■ WORK ITEM ■
List every line in this data where the string "DiskFileSaver" occurs.
START RECORDS TO USE
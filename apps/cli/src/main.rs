use std::path::PathBuf;

use anyhow::Result;
use clap::Parser;
use client_core::{
    ControllerEvent, DiskFileSaver, HttpEncodeBackend, QrController, SystemClipboard,
};
use shared::style::QrStyle;

/// Encode a piece of text as a QR code via the encoding service and save
/// the resulting PNG.
#[derive(Parser, Debug)]
struct Args {
    #[arg(long, default_value = "http://127.0.0.1:8080")]
    server_url: String,
    #[arg(long)]
    text: String,
    #[arg(long, default_value = ".")]
    out_dir: PathBuf,
}

#[tokio::main]
async fn main() -> Result<()> {
    tracing_subscriber::fmt().init();
    let args = Args::parse();

    let backend = HttpEncodeBackend::new(&args.server_url)?;
    let controller = QrController::new(
        backend,
        &QrStyle::default(),
        Box::new(SystemClipboard),
        Box::new(DiskFileSaver::new(args.out_dir.clone())),
    );

    let mut events = controller.subscribe_events();
    controller.set_text(args.text).await;

    loop {
        match events.recv().await? {
            ControllerEvent::ImageUpdated { source_text } => {
                println!("Encoded {source_text:?}");
                let path = controller.download().await?;
                println!("Saved {}", path.display());
                return Ok(());
            }
            ControllerEvent::EncodeFailed { message } => {
                anyhow::bail!("encode failed: {message}");
            }
            _ => {}
        }
    }
}
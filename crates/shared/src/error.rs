use serde::{Deserialize, Serialize};
use thiserror::Error;

/// Classification of a failed encode request. `Validation` is the caller's
/// fault and maps to HTTP 400; `Internal` maps to HTTP 500.
#[derive(Debug, Clone, Copy, PartialEq, Eq, Serialize, Deserialize)]
#[serde(rename_all = "snake_case")]
pub enum ErrorCode {
    Validation,
    Internal,
}

#[derive(Debug, Clone, Error)]
#[error("{code:?}: {message}")]
pub struct ApiError {
    pub code: ErrorCode,
    pub message: String,
}

impl ApiError {
    pub fn new(code: ErrorCode, message: impl Into<String>) -> Self {
        Self {
            code,
            message: message.into(),
        }
    }

    pub fn validation(message: impl Into<String>) -> Self {
        Self::new(ErrorCode::Validation, message)
    }

    pub fn internal(message: impl Into<String>) -> Self {
        Self::new(ErrorCode::Internal, message)
    }
}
END RECORDS TO USE
■ FINISHED TASK ■
    ControllerEvent, DiskFileSaver, HttpEncodeBackend, QrController, SystemClipboard,
        Box::new(DiskFileSaver::new(args.out_dir.clone())),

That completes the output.